(Stored data entries)
########################################

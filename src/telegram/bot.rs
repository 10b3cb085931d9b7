//! Bot initialization and command definitions
//!
//! This module contains:
//! - Command enum definition
//! - Bot instance creation
//! - Command registration in the Telegram UI

use reqwest::ClientBuilder;
use teloxide::prelude::*;
use teloxide::utils::command::BotCommands;

use crate::core::config;

/// Bot commands enum with descriptions
#[derive(BotCommands, Clone, Debug)]
#[command(rename_rule = "lowercase", description = "Я умею:")]
pub enum Command {
    #[command(description = "начать работу с ботом")]
    Start,
    #[command(description = "мой профиль")]
    Profile,
    #[command(description = "создать мероприятие")]
    Create,
    #[command(description = "мероприятия моего города")]
    Events,
    #[command(description = "оценить участников прошедших мероприятий")]
    Rate,
    #[command(description = "справка")]
    Help,
}

/// Creates a Bot instance with custom or default API URL
///
/// The token comes from `config::BOT_TOKEN`, the same value the startup
/// check validates.
///
/// # Returns
/// * `Ok(Bot)` - Successfully created bot instance
/// * `Err(anyhow::Error)` - Failed to create bot (invalid URL, network issues, etc.)
pub fn create_bot() -> anyhow::Result<Bot> {
    let client = ClientBuilder::new().timeout(config::network::timeout()).build()?;

    // Check if local Bot API server is configured
    let bot = if let Ok(bot_api_url) = std::env::var("BOT_API_URL") {
        log::info!("Using custom Bot API URL: {}", bot_api_url);
        let url = url::Url::parse(&bot_api_url).map_err(|e| anyhow::anyhow!("Invalid BOT_API_URL: {}", e))?;
        Bot::with_client(config::BOT_TOKEN.clone(), client).set_api_url(url)
    } else {
        Bot::with_client(config::BOT_TOKEN.clone(), client)
    };

    Ok(bot)
}

/// Sets up bot commands in Telegram UI
///
/// # Arguments
/// * `bot` - Bot instance to configure
///
/// # Returns
/// * `Ok(())` - Commands set successfully
/// * `Err(RequestError)` - Failed to set commands
pub async fn setup_bot_commands(bot: &Bot) -> Result<(), teloxide::RequestError> {
    use teloxide::types::BotCommand;

    bot.set_my_commands(vec![
        BotCommand::new("start", "начать работу с ботом"),
        BotCommand::new("profile", "мой профиль"),
        BotCommand::new("create", "создать мероприятие"),
        BotCommand::new("events", "мероприятия моего города"),
        BotCommand::new("rate", "оценить участников прошедших мероприятий"),
        BotCommand::new("help", "справка"),
    ])
    .await?;

    Ok(())
}
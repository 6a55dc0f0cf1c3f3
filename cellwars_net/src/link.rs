use std::net::{SocketAddr, TcpListener, TcpStream};

use anyhow::Context;
use cellwars::{Player, Transport, WireMessage};
use tracing::info;

use crate::MessageChannel;

pub const DEFAULT_PORT: u16 = 5555;

/// Which end of the connection this peer is.
#[derive(Copy, Clone, Debug, PartialEq, Eq)]
pub enum Role {
    /// Listens for the other peer and plays first.
    Host,
    Client,
}

impl Role {
    pub fn local_player(self) -> Player {
        match self {
            Role::Host => Player::One,
            Role::Client => Player::Two,
        }
    }
}

/// A listening socket waiting for exactly one peer.
pub struct HostListener {
    listener: TcpListener,
}

impl HostListener {
    /// Binds on all interfaces. Port 0 picks a free port.
    pub fn bind(port: u16) -> anyhow::Result<Self> {
        let listener = TcpListener::bind(("0.0.0.0", port))
            .with_context(|| format!("Could not listen on port {}", port))?;
        Ok(Self { listener })
    }

    pub fn local_addr(&self) -> anyhow::Result<SocketAddr> {
        Ok(self.listener.local_addr()?)
    }

    /// Blocks until a peer connects. The listener is closed afterwards.
    pub fn accept(self) -> anyhow::Result<PeerLink> {
        let (stream, addr) = self.listener.accept()?;
        info!(%addr, "Peer joined");
        PeerLink::from_stream(Role::Host, stream)
    }
}

/// The connection to the other peer of a networked game.
pub struct PeerLink {
    role: Role,
    peer_addr: SocketAddr,
    channel: MessageChannel,
}

impl PeerLink {
    /// Listens on `port` and waits for the other peer.
    pub fn host(port: u16) -> anyhow::Result<Self> {
        let listener = HostListener::bind(port)?;
        info!(port, "Waiting for a peer to join");
        listener.accept()
    }

    /// Connects to a peer hosting on `address:port`.
    pub fn join(address: &str, port: u16) -> anyhow::Result<Self> {
        let stream = TcpStream::connect((address, port))
            .with_context(|| format!("Could not connect to {}:{}", address, port))?;
        info!(address, port, "Joined game");
        Self::from_stream(Role::Client, stream)
    }

    /// Wraps an already connected stream.
    pub fn from_stream(role: Role, stream: TcpStream) -> anyhow::Result<Self> {
        stream.set_nodelay(true)?;
        let peer_addr = stream.peer_addr()?;
        let channel = MessageChannel::new(stream)?;
        Ok(Self {
            role,
            peer_addr,
            channel,
        })
    }

    pub fn role(&self) -> Role {
        self.role
    }

    pub fn peer_addr(&self) -> SocketAddr {
        self.peer_addr
    }

    pub fn send(&mut self, message: &WireMessage) -> bool {
        self.channel.send(message)
    }

    pub fn poll_next_message(&mut self) -> Option<WireMessage> {
        self.channel.poll_next_message()
    }

    pub fn is_connected(&self) -> bool {
        self.channel.is_connected()
    }

    pub fn disconnect(&mut self) {
        self.channel.disconnect();
    }
}

impl Transport for PeerLink {
    fn send(&mut self, message: &WireMessage) -> bool {
        PeerLink::send(self, message)
    }

    fn poll_next_message(&mut self) -> Option<WireMessage> {
        PeerLink::poll_next_message(self)
    }

    fn is_connected(&self) -> bool {
        PeerLink::is_connected(self)
    }

    fn disconnect(&mut self) {
        PeerLink::disconnect(self)
    }
}
pub use actions::*;
pub use config::*;
pub use errors::*;
pub use grid::*;
pub use protocol::*;
pub use turn::*;
pub use visualization::*;

mod actions;
#[cfg(test)]
mod arbitrary;
pub mod automaton;
mod config;
mod errors;
mod grid;
mod protocol;
mod turn;
mod visualization;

########################################

> ASSIGNED TASK
Where a line above holds the string "TcpListener", copy that line.

> SOLUTION FOR THIS PROBLEM
use std::net::{SocketAddr, TcpListener, TcpStream};
    listener: TcpListener,
        let listener = TcpListener::bind(("0.0.0.0", port))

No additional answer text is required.